> [WHAT THE EXERCISE ASKS]:
All lines from the one containing "let mut input = String::new();" to the final line of the material should be retyped exactly. Nothing else belongs in the response.

> [TASK MATERIAL]:
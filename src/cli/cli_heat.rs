use crate::HeatEquation::analytical::series_profile;
use crate::HeatEquation::heat_error::HeatError;
use crate::HeatEquation::heat_task::{HeatTask, HeatTaskConfig};
use crate::HeatEquation::parameters::{
    ControllerConfig, HeatParameters, HeatRegime, InitialProfile,
};
use crate::HeatEquation::task_io::save_task_to_file;
use log::info;
use prettytable::{Table, row};
use std::io::{self, Write};
use std::path::PathBuf;
use std::str::FromStr;

const TEMPLATE_FILE: &str = "heat_task_template.txt";

pub fn heat_menu() {
    loop {
        println!("\n=== Rod Problems ===");
        for (i, regime) in HeatRegime::all().iter().enumerate() {
            println!("\x1b[33m{}. {}\x1b[0m", i + 1, regime);
        }
        println!("\x1b[33m0. Back to main menu\x1b[0m");
        let choice = match prompt("Enter your choice: ") {
            Ok(choice) => choice,
            Err(e) => {
                println!("Error: {}", e);
                break;
            }
        };
        if choice == "0" || choice.is_empty() {
            break;
        }
        let regime = match choice
            .parse::<usize>()
            .ok()
            .and_then(|i| HeatRegime::all().get(i.wrapping_sub(1)).copied())
        {
            Some(regime) => regime,
            None => {
                println!("Invalid choice. Please try again.");
                continue;
            }
        };
        if let Err(e) = run_regime(regime) {
            println!("Error: {}", e);
        }
    }
}

fn run_regime(regime: HeatRegime) -> Result<(), HeatError> {
    let mut task = HeatTask::new();
    task.set_problem_name(&format!("{} rod", regime));
    task.set_regime(regime);
    task.set_parameters(input_parameters()?);
    if regime.needs_controller() {
        task.set_controller(input_controller(regime)?);
    }
    task.set_initial_profile(input_initial_profile()?);

    println!(
        "explicit stability bound: dt < {:.4e} s",
        task.parameters.stability_limit()
    );
    let t_final = read_value("Final time, s", 2000.0)?;
    let fraction = read_value("Time step as a fraction of the bound", 0.4)?;
    let output_every = read_value("Record every n-th step", 10usize)?;
    task.set_dt_fraction_of_limit(fraction);
    let dt = task.solver_settings.dt;
    task.set_time_span(0.0, t_final, dt);
    task.set_output_every(output_every);

    solve_and_report(&mut task)
}

fn solve_and_report(task: &mut HeatTask) -> Result<(), HeatError> {
    task.pretty_print_task();
    println!("Solving...");
    task.solve()?;
    task.pretty_print_solution()?;
    let save = prompt("Save result to file (empty to skip): ")?;
    if !save.is_empty() {
        task.save_result(PathBuf::from(save))?;
    }
    Ok(())
}

pub fn solve_from_file() {
    let run = || -> Result<(), HeatError> {
        let path = PathBuf::from(prompt("Enter file path: ")?);
        let mut task = HeatTask::from_file(&path)?;
        info!("task loaded from {}", path.display());
        solve_and_report(&mut task)
    };
    if let Err(e) = run() {
        println!("Error: {}", e);
    }
}

pub fn write_template() {
    let config = HeatTaskConfig {
        problem_name: Some("steel rod, PI control".to_string()),
        problem_description: Some("set-point tracking of the far end".to_string()),
        regime: HeatRegime::ProportionalIntegral,
        controller: Some(ControllerConfig::default()),
        ..HeatTaskConfig::default()
    };
    match save_task_to_file(&config, TEMPLATE_FILE) {
        Ok(()) => println!("Template written to {}", TEMPLATE_FILE),
        Err(e) => println!("Error: {}", e),
    }
}

/// Dirichlet and zero-Neumann rods with θ0 = m·(L·x - x²) against their series solutions
pub fn compare_with_series() {
    let run = || -> Result<(), HeatError> {
        let t_final = read_value("Comparison time, s", 0.05)?;
        let order = read_value("Series order", 20usize)?;
        let mut table = Table::new();
        table.add_row(row!["Regime", "x", "numerical", "series", "rel. error"]);
        for regime in [HeatRegime::Dirichlet, HeatRegime::ZeroNeumann] {
            let mut task = HeatTask::new();
            task.set_regime(regime);
            task.set_parameters(HeatParameters::new(1.0, 1.0, 1.0, 1.0, 101));
            task.set_initial_profile(InitialProfile::Parabolic { m: 1.0 });
            task.set_dt_fraction_of_limit(0.4);
            let dt = task.solver_settings.dt;
            task.set_time_span(0.0, t_final, dt);
            task.set_output_every(1000);
            task.solve()?;
            let profile = task.final_profile()?;
            let grid = task
                .grid()
                .ok_or_else(|| HeatError::MissingData("grid not built".to_string()))?;
            let exact = series_profile(
                regime.boundary_kind(),
                grid,
                t_final,
                task.parameters.alpha(),
                1.0,
                order,
            )?;
            for node in [10, 25, 50] {
                let rel = (profile[node] - exact[node]).abs() / exact[node].abs();
                table.add_row(row![
                    regime,
                    format!("{:.2}", grid.points()[node]),
                    format!("{:.6}", profile[node]),
                    format!("{:.6}", exact[node]),
                    format!("{:.2e}", rel)
                ]);
            }
        }
        table.printstd();
        Ok(())
    };
    if let Err(e) = run() {
        println!("Error: {}", e);
    }
}

fn input_parameters() -> Result<HeatParameters, HeatError> {
    let d = HeatParameters::default();
    println!("\nRod parameters (press Enter to keep the steel rod default):");
    let mut params = HeatParameters::new(
        read_value("Thermal conductivity Lambda, W/m/K", d.Lambda)?,
        read_value("Heat capacity c, J/kg/K", d.c)?,
        read_value("Density ro, kg/m3", d.ro)?,
        read_value("Rod length L, m", d.L)?,
        read_value("Number of grid points N", d.N)?,
    );
    params = params.with_boundary_transfer(
        read_value("Heat transfer coefficient h, W/m2/K", d.h)?,
        read_value("Emissivity", d.emissivity)?,
        read_value("Ambient temperature, K", d.T_amb)?,
    );
    params.validate()?;
    Ok(params)
}

fn input_controller(regime: HeatRegime) -> Result<ControllerConfig, HeatError> {
    let d = ControllerConfig::default();
    println!("\nController:");
    let kp = read_value("Kp, W/m2/K", d.Kp)?;
    let ki = if regime == HeatRegime::ProportionalIntegral {
        read_value("Ki, W/m2/K/s", d.Ki)?
    } else {
        0.0
    };
    let b = read_value("Actuation gain b", d.b)?;
    let y_ref = read_value("Reference temperature y_ref, K", d.y_ref)?;
    Ok(ControllerConfig::proportional_integral(kp, ki, b, y_ref))
}

fn input_initial_profile() -> Result<InitialProfile, HeatError> {
    println!("\nInitial profile: 1. uniform  2. parabolic m(Lx - x^2)");
    match prompt("Enter choice (default 1): ")?.as_str() {
        "" | "1" => Ok(InitialProfile::Uniform(read_value(
            "Initial temperature, K",
            300.0,
        )?)),
        "2" => Ok(InitialProfile::Parabolic {
            m: read_value("Curvature m, K/m2", 4.0e5)?,
        }),
        other => Err(HeatError::InvalidConfiguration(format!(
            "unknown profile choice '{}'",
            other
        ))),
    }
}

fn prompt(message: &str) -> Result<String, HeatError> {
    print!("\x1b[36m{}\x1b[0m", message);
    io::stdout().flush()?;
    let mut input = String::new();
    io::stdin().read_line(&mut input)?;
    Ok(input.trim().to_string())
}

/// Read a value, keeping `default` on empty input
fn read_value<T>(name: &str, default: T) -> Result<T, HeatError>
where
    T: FromStr + std::fmt::Display,
{
    let input = prompt(&format!("{} [{}]: ", name, default))?;
    if input.is_empty() {
        return Ok(default);
    }
    input.parse::<T>().map_err(|_| {
        HeatError::InvalidConfiguration(format!("cannot parse '{}' for {}", input, name))
    })
}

> [ANSWER FOR THIS EXERCISE]:
    let mut input = String::new();
    io::stdin().read_line(&mut input)?;
    Ok(input.trim().to_string())
}

/// Read a value, keeping `default` on empty input
fn read_value<T>(name: &str, default: T) -> Result<T, HeatError>
where
    T: FromStr + std::fmt::Display,
{
    let input = prompt(&format!("{} [{}]: ", name, default))?;
    if input.is_empty() {
        return Ok(default);
    }
    input.parse::<T>().map_err(|_| {
        HeatError::InvalidConfiguration(format!("cannot parse '{}' for {}", input, name))
    })
}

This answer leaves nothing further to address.